Explore ‘The City Itself’ with Skewed Visions

If you’re interested in local theater, but sitting still for an hour at a time in a mid-row seat doesn’t sound like a fun night out, a new site-specific performance series could be right up your alley — literally.

Now through Sunday, Oct. 10, theatergoers can be spotted loading into three cars just outside Acadia Coffeehouse on Franklin & Nicollet avenues. From there, they take off on/into an interactive theater performance known as "The Car."

After a 25-minute drama unfolds in the front-seat of each vehicle — a Geo Prizm, taxi cab and Mercury Grand Marquis — the nine-member audience (three per backseat) switches to another car/stage to witness/be part of another story in another part of the city.

"We wanted to get where people are living their lives," said GŸlgŸn Kayim, director of the troupe behind the site-specific play, Skewed Visions Performance Company, which is based in Kingfield’s Center for Performing Arts, 3754 Pleasant Ave. S.

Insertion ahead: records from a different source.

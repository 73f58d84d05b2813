// src/models/hall_ticket.rs

use chrono::{DateTime, Utc};
use serde::Serialize;

use crate::models::exam::ExamType;

/// Derived admission document for one seated student.
/// Never persisted: regenerating after a re-allocation reflects the new seat.
#[derive(Debug, Serialize)]
pub struct HallTicket {
    pub exam_id: i64,
    pub exam_title: String,
    pub exam_type: ExamType,
    pub start_time: DateTime<Utc>,
    pub end_time: DateTime<Utc>,
    pub duration_minutes: i32,
    pub college_name: String,
    pub course_code: String,
    pub student_id: i64,
    pub student_name: String,
    pub roll_number: String,
    pub room_id: i64,
    pub room_name: String,
    pub seat_number: String,
    pub question_paper_set: i32,
    pub issued_at: DateTime<Utc>,
}

#[derive(Debug, Serialize)]
pub struct SkippedTicket {
    pub student_id: i64,
    pub reason: String,
}

/// Batch output: one ticket per seated student, plus the students that had
/// to be skipped (missing profile data and similar).
#[derive(Debug, Serialize)]
pub struct HallTicketBatch {
    pub exam_id: i64,
    pub tickets: Vec<HallTicket>,
    pub skipped: Vec<SkippedTicket>,
}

Kayim said she and co-artistic directors Sean Kelley-Pegg and Charles Campbell "were kind of bored by what we were seeing in theater. And if we were bored, we figured the [other audience members] were, too."

So Skewed Visions put together the three-part series "The City Itself." The triptych presents stories about Minneapolis life to small audiences in unconventional ways. In addition to the in-car performances, there are the site-specific "The Sidewalk" (which runs through Nov. 14, in the Lyn-Lake area) and "The House" (which runs Wednesday, Oct. 20-Nov. 14, in a rented Kingfield home).

On the road

Kayim, a recipient of the prestigious Bush

Fellowship, wrote two of the three playlets in "The Car," including "The Prostitute" and "The Wild Ride."

In "The Prostitute," the driver/actor picks up a prostitute/actress in front of Sex World in the Warehouse District. They drive to a parking lot where she can service him (no nudity is involved). The drama is highlighted by the sex worker’s monologue, an edited version of one of Ophelia’s monologues from Shakespeare’s "Hamlet."

In "The Wild Ride," three partiers/actors get all gussied up — in drag, as a cowboy and as a party girl — in the front seat for a wild Saturday night downtown. In the process, they share intimate parts of their lives leading to both escapist revelations and conflict; they have to stop and get out of the car to dance and fight.

The third mini-drama, "The Taxi Driver," was written by and features Campbell in the title role. After the driver/actor picks up an old girlfriend, the audience finds themselves privy to their conversation, and gets a taste of what it’s like to be lonely and cross paths with a former lover.

While the situations and quarters are intimate, the boundaries are clear. Audience members are not allowed to interact with the actors.

There is a strict schedule/program. The routes are timed out and Kayim follows the procession in a separate car. When the three cars converge at the end of each segment she escorts audience members to the next back seat.

While the police are familiar with the production and know not to pick up the prostitute, for example, pedestrians are not in on the show. Kayim said passersby often gather around during the dance or fight scenes on the street, but that the actors have always been able to work with it (and in the end everyone figures out that there’s no real threat). One doorman from a downtown club likes to join the act, she added, often cat-calling the prostitute.

On the pavement

The second part of "The City Itself" reflects a different urban tempo. In Kelley-Pegg’s "The Sidewalk," participants borrow a Walk-man from Intermedia Arts at 2882 Lyndale Ave. S. and follow specific recorded directions provided via the headphones through this guided walking tour of the Whittier neighborhood

Kelley-Pegg, a Kingfield resident, described it as a "very private" performance for one.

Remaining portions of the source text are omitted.